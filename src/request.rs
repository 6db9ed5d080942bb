//! Incoming request representation.

use uuid::Uuid;

/// Input modality of a request.
#[derive(Debug, Clone, Copy, PartialEq, Eq)]
pub enum Modality {
    Text,
    Image,
}

/// A single user question submitted to the orchestrator.
#[derive(Debug, Clone)]
pub struct Request {
    pub id: Uuid,
    pub modality: Modality,
    /// The question text. For image requests this is an optional caption or
    /// hint supplied alongside the image; it may be empty.
    pub raw_content: String,
    /// Raw image bytes for image requests.
    pub image_bytes: Option<Vec<u8>>,
}

impl Request {
    pub fn text(content: impl Into<String>) -> Self {
        Self {
            id: Uuid::new_v4(),
            modality: Modality::Text,
            raw_content: content.into(),
            image_bytes: None,
        }
    }

    pub fn image(image_bytes: Vec<u8>, caption: impl Into<String>) -> Self {
        Self {
            id: Uuid::new_v4(),
            modality: Modality::Image,
            raw_content: caption.into(),
            image_bytes: Some(image_bytes),
        }
    }
}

# # # #

Task description: Using the data above, return every line that contains the string "Self".

Task solution:
    pub fn text(content: impl Into<String>) -> Self {
        Self {
    pub fn image(image_bytes: Vec<u8>, caption: impl Into<String>) -> Self {
        Self {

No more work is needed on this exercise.